Sir Keir Starmer has said his plans to reverse the Chancellor’s lifetime pension allowance (LTA) reforms will not exclude targeting the benefits he received as head of the Crown Prosecution Service.
The Labour leader has been accused of hypocrisy in wanting to block Jeremy Hunt’s plans to relax the tax rules on pensions for the wealthy while he reportedly benefits from a generous “tax-unregistered” scheme from his time as director of public prosecutions (DPP).
But Sir Keir said he did not want a “tax advantage” from the pension scheme he was involved in before he was elected as an MP, as he committed to putting himself “in the same position as everybody else in this country”.
The Opposition leader said he remained “absolutely committed” to reversing the move to abolish the LTA tax-free limit, indicating that the reported tax break applied to his DPP pension pot would go with it.

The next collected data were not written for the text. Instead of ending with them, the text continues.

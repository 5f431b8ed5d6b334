use thiserror::Error;

use crate::engine::EngineError;

/// Every way a dynamic query can fail, from token parsing to execution.
///
/// The first five variants describe bad client input and are raised before
/// the query engine is touched. The last two wrap an [`EngineError`] raised
/// by the collaborator, tagged with the step that failed.
#[derive(Debug, Error)]
pub enum QueryError {
    // ── Grammar ────────────────────────────────────────────────
    #[error("invalid filter token: {0:?}")]
    InvalidFilterToken(String),

    #[error("invalid sort token: {0:?}")]
    InvalidSortToken(String),

    #[error("invalid select token: {0:?}")]
    InvalidSelectToken(String),

    // ── Operator catalog ───────────────────────────────────────
    #[error("unknown operator: {0:?}")]
    UnknownOperator(String),

    #[error("between needs two comma-separated values, got {0:?}")]
    MalformedRangeValue(String),

    #[error("operator '{operator}' on '{path}' requires a value")]
    MissingValue { path: String, operator: String },

    // ── Collaborator ───────────────────────────────────────────
    #[error("query engine rejected {step}")]
    TranslationFailure {
        step: String,
        #[source]
        source: EngineError,
    },

    #[error("query engine failed during {step}")]
    ExecutionFailure {
        step: String,
        #[source]
        source: EngineError,
    },
}

impl QueryError {
    /// True when the caller sent something malformed; false when the
    /// failure points at the schema or the engine itself.
    pub fn is_client_error(&self) -> bool {
        !matches!(
            self,
            Self::TranslationFailure { .. } | Self::ExecutionFailure { .. }
        )
    }

    pub(crate) fn translation(step: impl Into<String>, source: EngineError) -> Self {
        Self::TranslationFailure {
            step: step.into(),
            source,
        }
    }

    pub(crate) fn execution(step: impl Into<String>, source: EngineError) -> Self {
        Self::ExecutionFailure {
            step: step.into(),
            source,
        }
    }
}

pub type Result<T, E = QueryError> = std::result::Result<T, E>;

#[cfg(test)]
mod tests {
    use super::*;

    #[test]
    fn test_client_errors_are_classified() {
        assert!(QueryError::InvalidFilterToken("x".into()).is_client_error());
        assert!(QueryError::UnknownOperator("foo".into()).is_client_error());
        assert!(QueryError::MalformedRangeValue("1".into()).is_client_error());
    }

    #[test]
    fn test_engine_errors_are_server_errors() {
        let err = QueryError::translation(
            "filter on 'nope'",
            EngineError::UnknownColumn("nope".into()),
        );
        assert!(!err.is_client_error());
        assert_eq!(err.to_string(), "query engine rejected filter on 'nope'");
    }
}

Labour is opposing Mr Hunt’s Budget announcement to scrap the £1.07 million lifetime tax-free allowance on pensions savings, arguing it is a tax break for the very wealthy.

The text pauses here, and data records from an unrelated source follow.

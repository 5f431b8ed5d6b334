//! # Datasets
//!
//! A dataset is a named table of JSON rows plus everything needed to query
//! it: an alias map, a record shape and page limits. Datasets are declared
//! in the hub's config file and loaded once at startup.

pub mod memory;
pub mod registry;

use anyhow::Context;
use dq_core::{AliasMap, ColumnDef, DecodeTarget, QueryHandler, RecordShape};
use serde::{Deserialize, Serialize};
use std::path::{Path, PathBuf};
use std::sync::Arc;

use memory::{MemoryEngine, MemoryTable};

/// One `[[datasets]]` entry of the config file.
#[derive(Debug, Clone, Deserialize)]
pub struct DatasetConfig {
    pub name: String,
    /// JSON file holding an array of row objects. Relative paths resolve
    /// against the config file's directory.
    pub data: PathBuf,
    pub default_take: Option<u64>,
    pub max_take: Option<u64>,
    #[serde(default)]
    pub aliases: AliasMap,
    #[serde(default)]
    pub columns: Vec<ColumnDef>,
}

/// Public description of a dataset.
#[derive(Debug, Clone, Serialize)]
pub struct DatasetInfo {
    pub name: String,
    pub rows: usize,
    pub columns: Vec<ColumnDef>,
    pub aliases: AliasMap,
    pub default_take: u64,
    pub max_take: u64,
}

pub struct Dataset {
    name: String,
    rows: usize,
    handler: QueryHandler,
}

impl Dataset {
    /// Build a dataset over already loaded rows. Without declared columns
    /// the shape is the first row's top-level keys, decoded as-is.
    pub fn from_rows(
        config: &DatasetConfig,
        rows: Vec<serde_json::Value>,
        default_take: u64,
        max_take: u64,
    ) -> Self {
        let table = Arc::new(MemoryTable::new(rows));
        let shape = if config.columns.is_empty() {
            table
                .top_level_columns()
                .into_iter()
                .fold(RecordShape::default(), |shape, name| {
                    shape.column(name, DecodeTarget::Json)
                })
        } else {
            RecordShape::new(config.columns.clone())
        };
        let row_count = table.rows().len();

        let handler = QueryHandler::builder(Arc::new(MemoryEngine::new(table)), shape)
            .aliases(config.aliases.clone())
            .default_take(config.default_take.unwrap_or(default_take))
            .max_take(config.max_take.unwrap_or(max_take))
            .build();

        Self {
            name: config.name.clone(),
            rows: row_count,
            handler,
        }
    }

    /// Read `config.data` (relative to `base_dir`) and build the dataset.
    pub fn load(
        config: &DatasetConfig,
        base_dir: &Path,
        default_take: u64,
        max_take: u64,
    ) -> anyhow::Result<Self> {
        let path = base_dir.join(&config.data);
        let content = std::fs::read_to_string(&path)
            .with_context(|| format!("reading dataset '{}' from {:?}", config.name, path))?;
        let rows: Vec<serde_json::Value> = serde_json::from_str(&content)
            .with_context(|| format!("dataset '{}' must be a JSON array of objects", config.name))?;
        if let Some(pos) = rows.iter().position(|r| !r.is_object()) {
            anyhow::bail!("dataset '{}': row {} is not an object", config.name, pos);
        }
        Ok(Self::from_rows(config, rows, default_take, max_take))
    }

    pub fn name(&self) -> &str {
        &self.name
    }

    pub fn handler(&self) -> &QueryHandler {
        &self.handler
    }

    pub fn info(&self) -> DatasetInfo {
        let limits = self.handler.limits();
        DatasetInfo {
            name: self.name.clone(),
            rows: self.rows,
            columns: self.handler.shape().columns().to_vec(),
            aliases: self.handler.aliases().clone(),
            default_take: limits.default_take(),
            max_take: limits.max_take(),
        }
    }
}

Following Labour announcing its opposition to the change, The Daily Telegraph reported this week that Sir Keir enjoys a special “tax-unregistered” pension scheme which means the lifetime allowance does not apply to his contributions from his time as DPP between 2008 and 2013.
The paper said Sir Keir, who was elected to Parliament in 2015, is the only member of the scheme, which broadly matches the tax benefits for judges.

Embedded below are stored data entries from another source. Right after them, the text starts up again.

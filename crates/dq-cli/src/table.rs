//! Terminal tables for hub responses.

use serde_json::Value;
use tabled::builder::Builder;
use tabled::settings::Style;

/// Render row objects as a table. Columns are the union of keys in order of
/// first appearance; missing keys and nulls print as empty cells.
pub fn records(rows: &[Value]) -> String {
    let mut columns: Vec<&str> = Vec::new();
    for row in rows {
        if let Value::Object(map) = row {
            for key in map.keys() {
                if !columns.contains(&key.as_str()) {
                    columns.push(key);
                }
            }
        }
    }

    let mut builder = Builder::default();
    builder.push_record(columns.iter().map(|c| c.to_string()));
    for row in rows {
        builder.push_record(columns.iter().map(|c| cell(row.get(*c))));
    }
    let mut table = builder.build();
    table.with(Style::rounded());
    table.to_string()
}

pub fn datasets(list: &[Value]) -> String {
    let mut builder = Builder::default();
    builder.push_record(["name", "rows", "take", "columns", "aliases"].map(String::from));
    for ds in list {
        let columns = names(ds.get("columns"), |c| c.get("name").and_then(Value::as_str));
        let aliases = match ds.get("aliases") {
            Some(Value::Object(map)) => map
                .iter()
                .map(|(k, v)| format!("{}→{}", k, v.as_str().unwrap_or_default()))
                .collect::<Vec<_>>()
                .join(", "),
            _ => String::new(),
        };
        builder.push_record([
            cell(ds.get("name")),
            cell(ds.get("rows")),
            format!("{}/{}", cell(ds.get("default_take")), cell(ds.get("max_take"))),
            columns,
            aliases,
        ]);
    }
    let mut table = builder.build();
    table.with(Style::rounded());
    table.to_string()
}

fn names<'a>(list: Option<&'a Value>, name: impl Fn(&'a Value) -> Option<&'a str>) -> String {
    list.and_then(Value::as_array)
        .map(|items| items.iter().filter_map(name).collect::<Vec<_>>().join(", "))
        .unwrap_or_default()
}

fn cell(value: Option<&Value>) -> String {
    match value {
        None | Some(Value::Null) => String::new(),
        Some(Value::String(s)) => s.clone(),
        Some(other) => other.to_string(),
    }
}

#[cfg(test)]
mod tests {
    use super::*;
    use serde_json::json;

    #[test]
    fn test_records_union_of_columns() {
        let out = records(&[
            json!({"id": 1, "name": "Hannah"}),
            json!({"id": 2, "email": null}),
        ]);
        let header = out.lines().nth(1).unwrap();
        let id = header.find("id").unwrap();
        let name = header.find("name").unwrap();
        let email = header.find("email").unwrap();
        assert!(id < name && name < email);
        assert!(out.contains("Hannah"));
        assert!(!out.contains("null"));
    }

    #[test]
    fn test_datasets_table() {
        let out = datasets(&[json!({
            "name": "users",
            "rows": 8,
            "columns": [{"name": "id", "type": "integer"}, {"name": "name", "type": "text"}],
            "aliases": {"email": "user.email"},
            "default_take": 20,
            "max_take": 50
        })]);
        assert!(out.contains("users"));
        assert!(out.contains("20/50"));
        assert!(out.contains("id, name"));
        assert!(out.contains("email→user.email"));
    }
}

When he stood down, the Government passed secondary legislation ensuring his pension was uprated annually to keep pace with rising prices.
The paper said it understood Sir Keir’s Civil Service pension is not large enough to incur a tax charge under the pension cap system on its own, and he has not paid into it since 2013.
Sir Keir said he wanted to tackle “head on” questions about his pension arrangement following a speech he gave in Stoke-on-Trent on Thursday.
He said: “Firstly, it was a government pension scheme put in place for DPPs.
“So that’s why it was a statutory instrument, it is a government-run scheme.
“I’m absolutely committed to changing what the Government did last week, which was to give a tax cut to the wealthiest 1%.”
He continued: “But let me go further than that. I don’t intend for that to exclude me and therefore… I haven’t taken advantage, there is no tax advantage and nor do I want one.
“So when we reverse that change the Government put in place last week, I will be included within that, whatever change is needed within legislation or anything else.
“I’m very happy, want to be and will be in the same position as everybody else in this country – I will be very clear about that.”
The Chancellor has said the pensions change announced in the Budget could prevent experienced NHS doctors from retiring early or reducing their hours over a fear of facing a charge at retirement for breaching the threshold.
The lifetime allowance policy was one of the measures aimed at encouraging people aged over 50 from returning to the workforce after the Covid pandemic, as well as looking to slash NHS waiting lists.